-- INFORMATION PROVIDED follows --

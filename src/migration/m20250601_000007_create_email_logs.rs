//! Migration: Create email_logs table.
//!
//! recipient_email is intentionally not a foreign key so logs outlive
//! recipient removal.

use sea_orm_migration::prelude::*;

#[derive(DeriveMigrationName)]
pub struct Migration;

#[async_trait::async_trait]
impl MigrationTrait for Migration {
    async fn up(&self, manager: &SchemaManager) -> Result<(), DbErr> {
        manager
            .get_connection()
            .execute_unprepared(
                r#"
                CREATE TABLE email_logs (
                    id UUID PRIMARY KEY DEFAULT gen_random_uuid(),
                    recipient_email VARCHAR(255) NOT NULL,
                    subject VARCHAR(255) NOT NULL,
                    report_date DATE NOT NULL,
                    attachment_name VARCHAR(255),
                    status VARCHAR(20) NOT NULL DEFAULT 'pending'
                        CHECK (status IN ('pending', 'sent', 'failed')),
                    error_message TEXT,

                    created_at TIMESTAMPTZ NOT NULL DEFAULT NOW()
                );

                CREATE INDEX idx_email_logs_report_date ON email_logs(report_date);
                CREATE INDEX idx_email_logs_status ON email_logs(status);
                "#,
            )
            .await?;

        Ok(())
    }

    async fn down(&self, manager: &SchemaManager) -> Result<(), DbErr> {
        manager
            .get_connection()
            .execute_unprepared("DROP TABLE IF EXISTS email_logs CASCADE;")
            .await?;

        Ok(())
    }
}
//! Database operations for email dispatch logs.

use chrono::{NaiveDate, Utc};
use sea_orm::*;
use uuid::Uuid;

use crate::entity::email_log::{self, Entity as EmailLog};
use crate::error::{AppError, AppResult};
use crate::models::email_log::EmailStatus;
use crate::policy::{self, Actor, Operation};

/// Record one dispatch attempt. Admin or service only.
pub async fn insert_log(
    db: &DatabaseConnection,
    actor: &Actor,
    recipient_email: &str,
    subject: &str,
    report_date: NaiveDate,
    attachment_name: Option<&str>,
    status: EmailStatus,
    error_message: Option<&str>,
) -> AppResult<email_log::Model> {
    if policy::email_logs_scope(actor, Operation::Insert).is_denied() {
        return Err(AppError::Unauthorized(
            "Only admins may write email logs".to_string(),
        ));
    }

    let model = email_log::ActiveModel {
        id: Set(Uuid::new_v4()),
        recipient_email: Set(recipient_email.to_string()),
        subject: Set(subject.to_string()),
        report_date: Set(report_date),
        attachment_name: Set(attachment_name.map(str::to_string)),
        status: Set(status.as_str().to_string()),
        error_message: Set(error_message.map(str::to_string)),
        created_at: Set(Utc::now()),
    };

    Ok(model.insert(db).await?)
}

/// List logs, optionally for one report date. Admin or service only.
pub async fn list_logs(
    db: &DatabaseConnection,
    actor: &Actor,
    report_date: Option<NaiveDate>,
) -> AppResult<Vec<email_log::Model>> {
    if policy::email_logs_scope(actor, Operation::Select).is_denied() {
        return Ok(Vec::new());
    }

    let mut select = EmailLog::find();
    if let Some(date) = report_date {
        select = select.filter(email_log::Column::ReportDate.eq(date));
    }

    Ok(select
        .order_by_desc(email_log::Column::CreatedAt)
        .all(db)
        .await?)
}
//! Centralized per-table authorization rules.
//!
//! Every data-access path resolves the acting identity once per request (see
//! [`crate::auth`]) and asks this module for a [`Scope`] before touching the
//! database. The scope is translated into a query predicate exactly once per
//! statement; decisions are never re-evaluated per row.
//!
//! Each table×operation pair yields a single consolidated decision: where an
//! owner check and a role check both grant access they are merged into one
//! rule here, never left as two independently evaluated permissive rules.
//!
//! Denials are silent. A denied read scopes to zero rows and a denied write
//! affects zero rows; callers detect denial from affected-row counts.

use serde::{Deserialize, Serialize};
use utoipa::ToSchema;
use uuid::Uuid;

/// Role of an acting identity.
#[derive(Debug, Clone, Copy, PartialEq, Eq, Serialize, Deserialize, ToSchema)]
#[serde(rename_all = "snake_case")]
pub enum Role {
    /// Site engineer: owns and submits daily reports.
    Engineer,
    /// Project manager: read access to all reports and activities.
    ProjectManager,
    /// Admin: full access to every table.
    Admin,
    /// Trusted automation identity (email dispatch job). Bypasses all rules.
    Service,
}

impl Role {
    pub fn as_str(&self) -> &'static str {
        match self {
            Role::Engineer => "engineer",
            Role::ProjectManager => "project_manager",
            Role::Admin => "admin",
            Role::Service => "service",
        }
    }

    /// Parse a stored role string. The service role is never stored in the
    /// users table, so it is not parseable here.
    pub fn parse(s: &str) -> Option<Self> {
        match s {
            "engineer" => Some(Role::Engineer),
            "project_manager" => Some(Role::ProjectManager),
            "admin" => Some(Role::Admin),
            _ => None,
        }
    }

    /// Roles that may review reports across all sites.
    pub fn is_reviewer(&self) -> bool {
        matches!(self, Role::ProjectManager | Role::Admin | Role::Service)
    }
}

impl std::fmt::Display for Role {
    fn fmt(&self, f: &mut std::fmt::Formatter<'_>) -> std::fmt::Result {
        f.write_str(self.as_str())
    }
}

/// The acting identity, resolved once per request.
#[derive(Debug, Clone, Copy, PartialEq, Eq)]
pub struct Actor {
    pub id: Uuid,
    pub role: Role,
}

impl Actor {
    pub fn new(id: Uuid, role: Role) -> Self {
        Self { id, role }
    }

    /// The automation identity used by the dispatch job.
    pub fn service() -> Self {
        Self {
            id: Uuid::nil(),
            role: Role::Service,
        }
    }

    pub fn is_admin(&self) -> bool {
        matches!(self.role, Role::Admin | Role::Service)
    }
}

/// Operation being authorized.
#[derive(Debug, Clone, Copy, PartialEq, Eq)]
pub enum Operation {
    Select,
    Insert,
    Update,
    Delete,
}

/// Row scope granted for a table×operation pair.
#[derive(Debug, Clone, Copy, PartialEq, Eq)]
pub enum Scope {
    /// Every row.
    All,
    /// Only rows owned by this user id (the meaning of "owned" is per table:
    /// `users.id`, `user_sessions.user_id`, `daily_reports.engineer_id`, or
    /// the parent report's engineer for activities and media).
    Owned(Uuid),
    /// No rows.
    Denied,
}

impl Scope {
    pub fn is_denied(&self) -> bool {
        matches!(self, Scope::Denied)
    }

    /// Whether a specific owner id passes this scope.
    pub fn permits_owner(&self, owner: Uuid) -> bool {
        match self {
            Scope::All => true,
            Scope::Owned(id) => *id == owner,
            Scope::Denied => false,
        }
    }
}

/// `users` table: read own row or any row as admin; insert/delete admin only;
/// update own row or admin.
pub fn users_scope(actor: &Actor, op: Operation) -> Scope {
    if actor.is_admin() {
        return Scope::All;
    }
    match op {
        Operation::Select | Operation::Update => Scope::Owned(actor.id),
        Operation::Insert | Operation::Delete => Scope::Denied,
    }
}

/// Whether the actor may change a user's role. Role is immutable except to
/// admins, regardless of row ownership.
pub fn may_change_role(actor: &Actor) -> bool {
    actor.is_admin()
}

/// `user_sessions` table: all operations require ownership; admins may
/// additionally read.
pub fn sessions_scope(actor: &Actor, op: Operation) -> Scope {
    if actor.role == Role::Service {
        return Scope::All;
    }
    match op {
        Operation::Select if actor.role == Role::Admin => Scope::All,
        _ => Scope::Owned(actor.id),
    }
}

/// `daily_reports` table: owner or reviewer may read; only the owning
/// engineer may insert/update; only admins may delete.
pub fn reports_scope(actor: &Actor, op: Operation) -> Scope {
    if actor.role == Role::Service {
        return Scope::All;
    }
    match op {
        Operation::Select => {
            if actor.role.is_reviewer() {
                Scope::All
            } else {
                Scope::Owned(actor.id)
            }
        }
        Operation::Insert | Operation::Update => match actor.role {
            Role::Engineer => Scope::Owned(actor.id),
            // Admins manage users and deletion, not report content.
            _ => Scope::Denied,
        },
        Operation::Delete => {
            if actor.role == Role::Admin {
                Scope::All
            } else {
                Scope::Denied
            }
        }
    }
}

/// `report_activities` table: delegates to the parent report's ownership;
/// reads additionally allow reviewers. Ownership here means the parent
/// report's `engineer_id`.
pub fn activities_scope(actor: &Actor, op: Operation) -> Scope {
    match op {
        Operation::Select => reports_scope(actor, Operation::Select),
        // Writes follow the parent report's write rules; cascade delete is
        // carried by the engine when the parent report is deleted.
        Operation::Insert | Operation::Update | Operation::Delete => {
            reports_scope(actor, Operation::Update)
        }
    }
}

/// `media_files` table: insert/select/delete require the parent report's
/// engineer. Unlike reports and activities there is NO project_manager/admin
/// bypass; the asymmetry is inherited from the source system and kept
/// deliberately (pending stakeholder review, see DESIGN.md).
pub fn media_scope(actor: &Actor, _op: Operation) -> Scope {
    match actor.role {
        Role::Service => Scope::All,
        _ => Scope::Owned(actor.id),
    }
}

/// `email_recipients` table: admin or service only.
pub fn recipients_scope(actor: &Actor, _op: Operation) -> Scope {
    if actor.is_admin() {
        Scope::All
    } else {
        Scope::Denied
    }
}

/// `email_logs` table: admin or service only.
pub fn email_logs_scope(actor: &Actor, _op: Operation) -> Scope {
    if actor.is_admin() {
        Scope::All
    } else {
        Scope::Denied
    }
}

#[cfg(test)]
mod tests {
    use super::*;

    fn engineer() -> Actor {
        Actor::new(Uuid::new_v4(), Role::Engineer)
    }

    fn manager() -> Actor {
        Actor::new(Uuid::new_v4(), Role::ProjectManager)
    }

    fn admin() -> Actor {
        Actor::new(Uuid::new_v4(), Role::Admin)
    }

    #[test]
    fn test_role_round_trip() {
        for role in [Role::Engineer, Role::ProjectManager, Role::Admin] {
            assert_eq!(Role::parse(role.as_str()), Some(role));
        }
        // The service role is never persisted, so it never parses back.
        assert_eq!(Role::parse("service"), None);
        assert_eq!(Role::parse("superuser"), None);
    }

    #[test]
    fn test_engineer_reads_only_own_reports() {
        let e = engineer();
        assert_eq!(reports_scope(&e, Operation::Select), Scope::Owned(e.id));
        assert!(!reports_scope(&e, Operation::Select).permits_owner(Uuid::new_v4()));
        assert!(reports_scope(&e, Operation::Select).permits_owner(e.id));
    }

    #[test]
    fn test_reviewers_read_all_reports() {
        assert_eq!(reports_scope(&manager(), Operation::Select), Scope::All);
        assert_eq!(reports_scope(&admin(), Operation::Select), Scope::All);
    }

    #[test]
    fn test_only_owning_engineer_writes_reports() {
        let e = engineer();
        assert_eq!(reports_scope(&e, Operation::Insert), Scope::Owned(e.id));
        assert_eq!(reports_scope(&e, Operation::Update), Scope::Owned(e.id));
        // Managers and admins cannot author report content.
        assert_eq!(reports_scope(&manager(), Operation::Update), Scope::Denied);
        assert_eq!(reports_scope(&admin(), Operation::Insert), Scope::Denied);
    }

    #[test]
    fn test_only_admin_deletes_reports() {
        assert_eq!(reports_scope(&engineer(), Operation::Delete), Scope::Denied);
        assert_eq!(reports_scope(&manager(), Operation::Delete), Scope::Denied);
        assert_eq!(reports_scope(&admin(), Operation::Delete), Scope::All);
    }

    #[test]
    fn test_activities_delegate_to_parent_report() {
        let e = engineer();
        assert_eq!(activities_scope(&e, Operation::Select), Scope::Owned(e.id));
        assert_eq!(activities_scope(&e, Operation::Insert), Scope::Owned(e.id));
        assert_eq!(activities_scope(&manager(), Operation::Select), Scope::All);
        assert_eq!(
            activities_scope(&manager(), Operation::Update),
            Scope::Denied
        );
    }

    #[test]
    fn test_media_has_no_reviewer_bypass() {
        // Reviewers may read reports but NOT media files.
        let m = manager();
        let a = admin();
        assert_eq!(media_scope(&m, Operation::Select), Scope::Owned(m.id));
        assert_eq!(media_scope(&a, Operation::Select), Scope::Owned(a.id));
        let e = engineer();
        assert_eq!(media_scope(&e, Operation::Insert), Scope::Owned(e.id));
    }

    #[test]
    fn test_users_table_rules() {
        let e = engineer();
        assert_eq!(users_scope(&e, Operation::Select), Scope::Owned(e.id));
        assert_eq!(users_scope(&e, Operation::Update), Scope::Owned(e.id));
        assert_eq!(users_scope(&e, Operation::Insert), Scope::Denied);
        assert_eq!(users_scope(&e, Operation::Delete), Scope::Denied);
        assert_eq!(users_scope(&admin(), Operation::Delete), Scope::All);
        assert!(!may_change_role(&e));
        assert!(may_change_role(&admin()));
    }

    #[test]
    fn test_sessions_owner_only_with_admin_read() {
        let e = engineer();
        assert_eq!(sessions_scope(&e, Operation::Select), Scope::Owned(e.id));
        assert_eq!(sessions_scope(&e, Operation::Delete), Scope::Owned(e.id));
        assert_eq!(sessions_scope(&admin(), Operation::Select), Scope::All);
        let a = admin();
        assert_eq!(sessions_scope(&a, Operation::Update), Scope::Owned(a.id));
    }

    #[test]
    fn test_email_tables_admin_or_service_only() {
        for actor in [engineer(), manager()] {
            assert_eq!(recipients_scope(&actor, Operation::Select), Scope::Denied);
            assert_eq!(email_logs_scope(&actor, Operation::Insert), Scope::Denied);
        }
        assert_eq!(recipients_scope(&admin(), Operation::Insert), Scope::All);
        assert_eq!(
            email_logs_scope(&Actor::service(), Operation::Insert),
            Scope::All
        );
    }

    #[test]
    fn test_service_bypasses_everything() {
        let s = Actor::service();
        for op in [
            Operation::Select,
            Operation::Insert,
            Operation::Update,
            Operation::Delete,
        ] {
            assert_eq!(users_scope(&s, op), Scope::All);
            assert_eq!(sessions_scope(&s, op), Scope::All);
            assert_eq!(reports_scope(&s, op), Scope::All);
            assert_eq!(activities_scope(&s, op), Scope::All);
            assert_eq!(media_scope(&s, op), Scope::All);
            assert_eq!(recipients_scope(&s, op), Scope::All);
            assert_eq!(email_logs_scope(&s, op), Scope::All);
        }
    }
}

-- INFORMATION PROVIDED concluded --
-- INFORMATION PROVIDED follows --

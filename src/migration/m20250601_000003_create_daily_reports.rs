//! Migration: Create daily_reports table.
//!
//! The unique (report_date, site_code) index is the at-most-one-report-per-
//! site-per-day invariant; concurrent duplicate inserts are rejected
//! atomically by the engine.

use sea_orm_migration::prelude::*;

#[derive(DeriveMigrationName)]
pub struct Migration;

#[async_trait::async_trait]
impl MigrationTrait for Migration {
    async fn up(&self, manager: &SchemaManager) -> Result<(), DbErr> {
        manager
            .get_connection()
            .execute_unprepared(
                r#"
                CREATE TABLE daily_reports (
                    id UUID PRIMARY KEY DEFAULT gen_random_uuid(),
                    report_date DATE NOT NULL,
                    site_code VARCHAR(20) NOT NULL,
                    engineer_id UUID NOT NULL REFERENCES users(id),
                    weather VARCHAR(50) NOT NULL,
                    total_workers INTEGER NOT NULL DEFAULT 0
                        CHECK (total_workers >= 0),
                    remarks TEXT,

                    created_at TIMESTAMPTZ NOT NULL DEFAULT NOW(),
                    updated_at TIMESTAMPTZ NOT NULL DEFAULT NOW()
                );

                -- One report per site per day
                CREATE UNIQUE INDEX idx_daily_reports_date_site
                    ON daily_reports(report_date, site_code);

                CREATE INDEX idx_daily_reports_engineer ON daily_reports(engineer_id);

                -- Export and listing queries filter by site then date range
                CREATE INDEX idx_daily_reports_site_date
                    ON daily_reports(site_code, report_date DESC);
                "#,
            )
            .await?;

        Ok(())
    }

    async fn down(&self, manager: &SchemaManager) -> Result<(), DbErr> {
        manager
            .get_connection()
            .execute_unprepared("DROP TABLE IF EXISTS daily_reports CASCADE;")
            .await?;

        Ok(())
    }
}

-- INFORMATION PROVIDED concluded --

--- ACTIVITY ---
From the entries, copy every line in which the word "never" occurs.

--- EXERCISE RESPONSE ---
//! statement; decisions are never re-evaluated per row.
//! rule here, never left as two independently evaluated permissive rules.
    /// Parse a stored role string. The service role is never stored in the
        // The service role is never persisted, so it never parses back.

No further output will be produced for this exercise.